(RECORDS FOR THIS TASK)

use serde::{Deserialize, Serialize};

/// Vehicle available for rent
#[derive(Debug, Clone, PartialEq, Serialize, Deserialize)]
pub struct Vehicle {
    pub id: String,
    pub model: String,
    #[serde(rename = "dailyRate")]
    pub daily_rate: u32,
    #[serde(rename = "imageUrl")]
    pub image_url: String,
    #[serde(rename = "maxCapacity", default)]
    pub max_capacity: Option<u32>,
}

impl Vehicle {
    /// Whether the vehicle seats at least `travelers` people.
    /// Vehicles without a known capacity never qualify.
    pub fn seats(&self, travelers: u32) -> bool {
        self.max_capacity.is_some_and(|capacity| capacity >= travelers)
    }
}

/// Criteria for a rental search
#[derive(Debug, Clone, Serialize, Deserialize)]
pub struct VehicleSearchCriteria {
    #[serde(rename = "pickupLocation")]
    pub pickup_location: String,
    #[serde(rename = "dropoffLocation")]
    pub dropoff_location: String,
    #[serde(rename = "pickupDate")]
    pub pickup_date: chrono::DateTime<chrono::Utc>,
    #[serde(rename = "dropoffDate")]
    pub dropoff_date: chrono::DateTime<chrono::Utc>,
    #[serde(rename = "numberOfTravelers", default)]
    pub number_of_travelers: Option<u32>,
}

impl VehicleSearchCriteria {
    /// Traveler count, treating zero as "not given"
    pub fn travelers(&self) -> Option<u32> {
        self.number_of_travelers.filter(|&n| n > 0)
    }

    /// Rental length; negative when dropoff precedes pickup
    pub fn rental_duration(&self) -> chrono::Duration {
        self.dropoff_date - self.pickup_date
    }
}

/// Geographic point used for coarse hotel bucketing
#[derive(Debug, Clone, Copy, PartialEq, Serialize, Deserialize)]
pub struct Location {
    pub lat: f64,
    pub lng: f64,
}

impl Location {
    pub fn new(lat: f64, lng: f64) -> Self {
        Self { lat, lng }
    }

    pub fn is_valid(&self) -> bool {
        (-90.0..=90.0).contains(&self.lat) && (-180.0..=180.0).contains(&self.lng)
    }
}

/// External site a hotel suggestion links to
#[derive(Debug, Clone, Copy, PartialEq, Eq, Hash, Serialize, Deserialize)]
#[serde(rename_all = "lowercase")]
pub enum BookingPartner {
    BookingCom,
    Agoda,
    MakeMyTrip,
    Goibibo,
    Airbnb,
    Hostelworld,
}

/// Hotel catalog entry
#[derive(Debug, Clone, PartialEq, Serialize, Deserialize)]
pub struct Hotel {
    pub id: String,
    pub name: String,
    #[serde(rename = "imageUrl")]
    pub image_url: String,
    pub rating: f32,
    #[serde(rename = "bookingPartner", default)]
    pub booking_partner: Option<BookingPartner>,
}

/// Hotel returned from a search, with a booking link for the searched location
#[derive(Debug, Clone, PartialEq, Serialize, Deserialize)]
pub struct HotelSuggestion {
    pub id: String,
    pub name: String,
    #[serde(rename = "imageUrl")]
    pub image_url: String,
    pub rating: f32,
    #[serde(rename = "suggestedBookingSite")]
    pub suggested_booking_site: Option<String>,
    #[serde(rename = "bookingSearchUrl")]
    pub booking_search_url: Option<String>,
}

/// What a hotel search is anchored on
#[derive(Debug, Clone, PartialEq)]
pub enum HotelQuery {
    Name(String),
    Coordinates(Location),
}

impl HotelQuery {
    /// Parse free text, recognising a `"<lat>, <lng>"` pair anywhere in it
    /// (e.g. `"Khirsu (30.19, 78.87)"`) as coordinates. Anything else, and
    /// pairs outside the valid lat/lng range, is kept as a place name.
    pub fn parse(input: &str) -> Self {
        let trimmed = input.trim();

        let found = trimmed
            .match_indices(',')
            .find_map(|(comma, _)| coordinate_pair_at(trimmed, comma));

        match found {
            Some(location) => HotelQuery::Coordinates(location),
            None => HotelQuery::Name(trimmed.to_string()),
        }
    }
}

fn is_number_char(c: char) -> bool {
    c.is_ascii_digit() || c == '.'
}

/// Read the signed numbers directly left and right of the comma at `comma`
fn coordinate_pair_at(text: &str, comma: usize) -> Option<Location> {
    let left = text[..comma].trim_end();
    let digits_start = left
        .char_indices()
        .rev()
        .take_while(|(_, c)| is_number_char(*c))
        .last()
        .map(|(i, _)| i)?;
    let lat_start = match left[..digits_start].chars().last() {
        Some('-') | Some('+') => digits_start - 1,
        _ => digits_start,
    };

    let right = text[comma + 1..].trim_start();
    let sign_len = usize::from(right.starts_with(['-', '+']));
    let digits_len = right[sign_len..]
        .find(|c: char| !is_number_char(c))
        .unwrap_or(right.len() - sign_len);
    if digits_len == 0 {
        return None;
    }

    let lat = left[lat_start..].parse::<f64>().ok()?;
    let lng = right[..sign_len + digits_len].parse::<f64>().ok()?;
    let location = Location::new(lat, lng);
    location.is_valid().then_some(location)
}

/// Category of a destination listing
#[derive(Debug, Clone, Copy, PartialEq, Eq, Hash, Serialize, Deserialize)]
#[serde(rename_all = "snake_case")]
pub enum DestinationCategory {
    Village,
    Trek,
    Nature,
    Spiritual,
    Viewpoint,
    Cantonment,
    TempleTown,
    HillStation,
    Lake,
}

impl std::str::FromStr for DestinationCategory {
    type Err = String;

    fn from_str(s: &str) -> Result<Self, Self::Err> {
        match s.trim().to_lowercase().replace([' ', '-'], "_").as_str() {
            "village" => Ok(Self::Village),
            "trek" => Ok(Self::Trek),
            "nature" => Ok(Self::Nature),
            "spiritual" => Ok(Self::Spiritual),
            "viewpoint" => Ok(Self::Viewpoint),
            "cantonment" => Ok(Self::Cantonment),
            "temple_town" => Ok(Self::TempleTown),
            "hill_station" => Ok(Self::HillStation),
            "lake" => Ok(Self::Lake),
            other => Err(format!("unknown destination category: {}", other)),
        }
    }
}

/// Browsable hidden-location listing
#[derive(Debug, Clone, PartialEq, Serialize, Deserialize)]
pub struct Destination {
    pub id: String,
    pub name: String,
    pub description: String,
    #[serde(rename = "imageUrl")]
    pub image_url: String,
    pub category: DestinationCategory,
    pub coordinates: Location,
}

/// Visitor feedback after defaults have been applied
#[derive(Debug, Clone, Serialize, Deserialize)]
pub struct FeedbackSubmission {
    pub name: String,
    pub email: String,
    pub feedback: String,
}

#[cfg(test)]
mod tests {
    use super::*;

    #[test]
    fn test_parse_coordinates() {
        assert_eq!(
            HotelQuery::parse("29.38, 79.45"),
            HotelQuery::Coordinates(Location::new(29.38, 79.45))
        );
        assert_eq!(
            HotelQuery::parse(" -12.5,+130 "),
            HotelQuery::Coordinates(Location::new(-12.5, 130.0))
        );
    }

    #[test]
    fn test_parse_embedded_coordinates() {
        assert_eq!(
            HotelQuery::parse("Khirsu (30.19, 78.87)"),
            HotelQuery::Coordinates(Location::new(30.19, 78.87))
        );
        assert_eq!(
            HotelQuery::parse("near -8.34,115.09 please"),
            HotelQuery::Coordinates(Location::new(-8.34, 115.09))
        );
        // A later valid pair is still found after an unusable comma
        assert_eq!(
            HotelQuery::parse("Pauri, Uttarakhand 30.15,78.78"),
            HotelQuery::Coordinates(Location::new(30.15, 78.78))
        );
    }

    #[test]
    fn test_parse_place_name() {
        assert_eq!(
            HotelQuery::parse("  Khirsu Village "),
            HotelQuery::Name("Khirsu Village".to_string())
        );
        // Out of range coordinates are not a location
        assert_eq!(
            HotelQuery::parse("120, 10"),
            HotelQuery::Name("120, 10".to_string())
        );
        assert_eq!(
            HotelQuery::parse("Rishikesh, Uttarakhand"),
            HotelQuery::Name("Rishikesh, Uttarakhand".to_string())
        );
    }

    #[test]
    fn test_zero_travelers_treated_as_absent() {
        let now = chrono::Utc::now();
        let criteria = VehicleSearchCriteria {
            pickup_location: "Dehradun".to_string(),
            dropoff_location: "Rishikesh".to_string(),
            pickup_date: now,
            dropoff_date: now + chrono::Duration::days(2),
            number_of_travelers: Some(0),
        };

        assert_eq!(criteria.travelers(), None);
        assert_eq!(criteria.rental_duration(), chrono::Duration::days(2));
    }

    #[test]
    fn test_category_from_str() {
        assert_eq!("temple town".parse::<DestinationCategory>(), Ok(DestinationCategory::TempleTown));
        assert_eq!("Hill-Station".parse::<DestinationCategory>(), Ok(DestinationCategory::HillStation));
        assert!("beach".parse::<DestinationCategory>().is_err());
    }

    #[test]
    fn test_vehicle_without_capacity_never_seats() {
        let vehicle = Vehicle {
            id: "x".to_string(),
            model: "Unknown".to_string(),
            daily_rate: 1000,
            image_url: String::new(),
            max_capacity: None,
        };

        assert!(!vehicle.seats(1));
    }
}
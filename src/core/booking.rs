use crate::models::BookingPartner;
use urlencoding::encode;

impl BookingPartner {
    /// Name shown next to the booking link
    pub fn display_name(&self) -> &'static str {
        match self {
            BookingPartner::BookingCom => "Booking.com",
            BookingPartner::Agoda => "Agoda",
            BookingPartner::MakeMyTrip => "MakeMyTrip",
            BookingPartner::Goibibo => "Goibibo",
            BookingPartner::Airbnb => "Airbnb",
            BookingPartner::Hostelworld => "Hostelworld",
        }
    }

    /// Build the partner's search URL for a location label
    ///
    /// No request is made; the URL is only handed to the visitor.
    pub fn search_url(&self, location: &str) -> String {
        let location = location.trim();
        match self {
            BookingPartner::BookingCom => {
                format!("https://www.booking.com/searchresults.html?ss={}", encode(location))
            }
            BookingPartner::Agoda => {
                format!("https://www.agoda.com/search?city={}", encode(location))
            }
            BookingPartner::MakeMyTrip => format!(
                "https://www.makemytrip.com/hotels/hotel-listing/?city={}",
                encode(location)
            ),
            BookingPartner::Goibibo => format!(
                "https://www.goibibo.com/hotels/find-hotels-in-{}/",
                encode(&slugify(location))
            ),
            BookingPartner::Airbnb => {
                format!("https://www.airbnb.com/s/{}/homes", encode(location))
            }
            BookingPartner::Hostelworld => format!(
                "https://www.hostelworld.com/search?search_keywords={}",
                encode(location)
            ),
        }
    }
}

/// Lowercase and join whitespace runs with a single hyphen
fn slugify(value: &str) -> String {
    value
        .split_whitespace()
        .map(str::to_lowercase)
        .collect::<Vec<_>>()
        .join("-")
}

#[cfg(test)]
mod tests {
    use super::*;

    #[test]
    fn test_query_string_encoding() {
        assert_eq!(
            BookingPartner::BookingCom.search_url("Khirsu Village"),
            "https://www.booking.com/searchresults.html?ss=Khirsu%20Village"
        );
        assert_eq!(
            BookingPartner::Airbnb.search_url("Rishikesh"),
            "https://www.airbnb.com/s/Rishikesh/homes"
        );
    }

    #[test]
    fn test_goibibo_uses_slug() {
        assert_eq!(
            BookingPartner::Goibibo.search_url("  Chopta   Tungnath Trek "),
            "https://www.goibibo.com/hotels/find-hotels-in-chopta-tungnath-trek/"
        );
    }

    #[test]
    fn test_coordinate_label_is_encoded() {
        assert_eq!(
            BookingPartner::Agoda.search_url("30.1978,78.8798"),
            "https://www.agoda.com/search?city=30.1978%2C78.8798"
        );
    }
}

(End RECORDS FOR THIS TASK)

→ TASK TO CARRY OUT: Pick out the lines above containing the word "input", then copy them.

→ ANSWER FOR THE TASK:
    pub fn parse(input: &str) -> Self {
        let trimmed = input.trim();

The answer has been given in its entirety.